*DESCRIPTION OF THE TASK*
In the material below, find each line with the word "unwrap" and list it.
━━ DATA SECTION
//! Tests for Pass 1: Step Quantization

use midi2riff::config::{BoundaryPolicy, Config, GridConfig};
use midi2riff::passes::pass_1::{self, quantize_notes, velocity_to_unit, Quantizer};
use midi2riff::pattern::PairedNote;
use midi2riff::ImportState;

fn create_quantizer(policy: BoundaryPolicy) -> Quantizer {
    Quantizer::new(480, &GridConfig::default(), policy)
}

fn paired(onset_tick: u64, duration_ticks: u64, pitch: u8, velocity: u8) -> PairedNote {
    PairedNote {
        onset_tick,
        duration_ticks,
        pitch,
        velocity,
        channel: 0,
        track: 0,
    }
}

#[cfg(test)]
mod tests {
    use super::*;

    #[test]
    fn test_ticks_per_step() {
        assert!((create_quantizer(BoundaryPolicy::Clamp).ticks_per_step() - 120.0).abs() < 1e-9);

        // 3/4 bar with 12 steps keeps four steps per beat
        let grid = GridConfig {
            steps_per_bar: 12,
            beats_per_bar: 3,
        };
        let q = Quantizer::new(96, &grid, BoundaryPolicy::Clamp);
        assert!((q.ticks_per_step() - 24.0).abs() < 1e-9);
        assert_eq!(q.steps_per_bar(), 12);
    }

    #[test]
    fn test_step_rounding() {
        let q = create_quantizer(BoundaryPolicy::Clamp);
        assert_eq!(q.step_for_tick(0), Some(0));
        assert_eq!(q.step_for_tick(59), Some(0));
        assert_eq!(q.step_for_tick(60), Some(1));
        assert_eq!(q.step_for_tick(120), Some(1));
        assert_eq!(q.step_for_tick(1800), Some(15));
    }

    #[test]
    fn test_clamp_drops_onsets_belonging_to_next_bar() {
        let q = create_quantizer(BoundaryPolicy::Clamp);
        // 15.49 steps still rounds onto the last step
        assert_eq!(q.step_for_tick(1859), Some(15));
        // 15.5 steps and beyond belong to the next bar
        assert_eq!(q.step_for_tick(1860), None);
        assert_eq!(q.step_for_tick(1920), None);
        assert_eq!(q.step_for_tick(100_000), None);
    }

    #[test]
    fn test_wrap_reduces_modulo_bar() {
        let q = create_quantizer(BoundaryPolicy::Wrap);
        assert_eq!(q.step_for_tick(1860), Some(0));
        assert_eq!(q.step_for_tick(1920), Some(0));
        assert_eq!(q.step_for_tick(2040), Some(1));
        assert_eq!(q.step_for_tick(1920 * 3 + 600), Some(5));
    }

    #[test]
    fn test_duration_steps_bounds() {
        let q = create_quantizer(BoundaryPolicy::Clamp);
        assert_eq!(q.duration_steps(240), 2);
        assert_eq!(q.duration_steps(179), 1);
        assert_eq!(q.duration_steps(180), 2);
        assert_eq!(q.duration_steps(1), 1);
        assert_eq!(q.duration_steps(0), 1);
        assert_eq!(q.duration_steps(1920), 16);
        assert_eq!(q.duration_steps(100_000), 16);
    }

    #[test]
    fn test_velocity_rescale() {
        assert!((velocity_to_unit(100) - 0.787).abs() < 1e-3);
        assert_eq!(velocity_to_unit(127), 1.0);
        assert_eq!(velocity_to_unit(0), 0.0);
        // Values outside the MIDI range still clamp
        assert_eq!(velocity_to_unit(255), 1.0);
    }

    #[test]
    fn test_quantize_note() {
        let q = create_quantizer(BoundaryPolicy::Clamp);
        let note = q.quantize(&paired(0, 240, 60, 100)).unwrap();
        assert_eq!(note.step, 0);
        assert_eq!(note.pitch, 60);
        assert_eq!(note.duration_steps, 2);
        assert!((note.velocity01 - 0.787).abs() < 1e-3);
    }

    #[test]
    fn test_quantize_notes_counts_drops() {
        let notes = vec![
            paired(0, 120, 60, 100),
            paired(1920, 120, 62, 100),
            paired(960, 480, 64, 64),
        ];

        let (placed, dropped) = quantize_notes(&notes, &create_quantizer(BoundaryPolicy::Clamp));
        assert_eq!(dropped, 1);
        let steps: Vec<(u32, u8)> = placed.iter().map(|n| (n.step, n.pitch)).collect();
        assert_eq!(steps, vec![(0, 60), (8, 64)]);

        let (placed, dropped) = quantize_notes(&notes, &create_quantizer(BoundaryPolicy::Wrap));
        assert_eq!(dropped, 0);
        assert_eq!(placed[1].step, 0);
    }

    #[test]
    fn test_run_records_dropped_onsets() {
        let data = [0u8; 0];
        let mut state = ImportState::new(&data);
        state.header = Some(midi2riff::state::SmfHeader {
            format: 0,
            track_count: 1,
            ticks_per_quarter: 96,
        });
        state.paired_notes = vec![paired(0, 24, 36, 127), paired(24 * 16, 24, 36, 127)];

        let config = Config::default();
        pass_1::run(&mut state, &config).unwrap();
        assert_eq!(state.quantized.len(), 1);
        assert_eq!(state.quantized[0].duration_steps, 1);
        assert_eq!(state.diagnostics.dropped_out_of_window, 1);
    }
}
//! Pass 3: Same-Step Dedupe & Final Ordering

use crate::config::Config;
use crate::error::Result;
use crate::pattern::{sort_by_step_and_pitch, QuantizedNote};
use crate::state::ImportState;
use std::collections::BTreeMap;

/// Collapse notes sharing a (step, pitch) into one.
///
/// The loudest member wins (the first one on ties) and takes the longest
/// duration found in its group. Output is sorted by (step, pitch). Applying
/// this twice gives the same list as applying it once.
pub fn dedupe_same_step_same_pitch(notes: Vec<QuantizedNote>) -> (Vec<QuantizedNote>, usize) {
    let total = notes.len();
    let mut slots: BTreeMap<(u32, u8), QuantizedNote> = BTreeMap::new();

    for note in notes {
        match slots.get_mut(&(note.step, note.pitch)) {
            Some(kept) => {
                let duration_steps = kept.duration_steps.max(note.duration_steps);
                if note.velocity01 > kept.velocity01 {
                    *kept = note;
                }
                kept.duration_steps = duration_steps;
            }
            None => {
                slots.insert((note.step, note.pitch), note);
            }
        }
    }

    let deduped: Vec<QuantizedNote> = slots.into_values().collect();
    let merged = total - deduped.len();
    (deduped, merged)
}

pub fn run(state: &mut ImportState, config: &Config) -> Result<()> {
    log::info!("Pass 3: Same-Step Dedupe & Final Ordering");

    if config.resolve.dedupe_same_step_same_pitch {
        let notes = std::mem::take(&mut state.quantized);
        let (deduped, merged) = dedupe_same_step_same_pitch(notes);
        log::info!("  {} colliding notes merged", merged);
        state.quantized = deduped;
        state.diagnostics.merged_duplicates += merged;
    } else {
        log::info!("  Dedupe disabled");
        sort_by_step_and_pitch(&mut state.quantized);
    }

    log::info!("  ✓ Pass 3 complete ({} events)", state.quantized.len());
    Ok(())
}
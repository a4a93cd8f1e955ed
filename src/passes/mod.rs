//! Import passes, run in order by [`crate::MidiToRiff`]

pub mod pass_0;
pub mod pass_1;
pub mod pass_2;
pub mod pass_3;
━━━━
*WRITTEN ANSWER*
        let note = q.quantize(&paired(0, 240, 60, 100)).unwrap();
        pass_1::run(&mut state, &config).unwrap();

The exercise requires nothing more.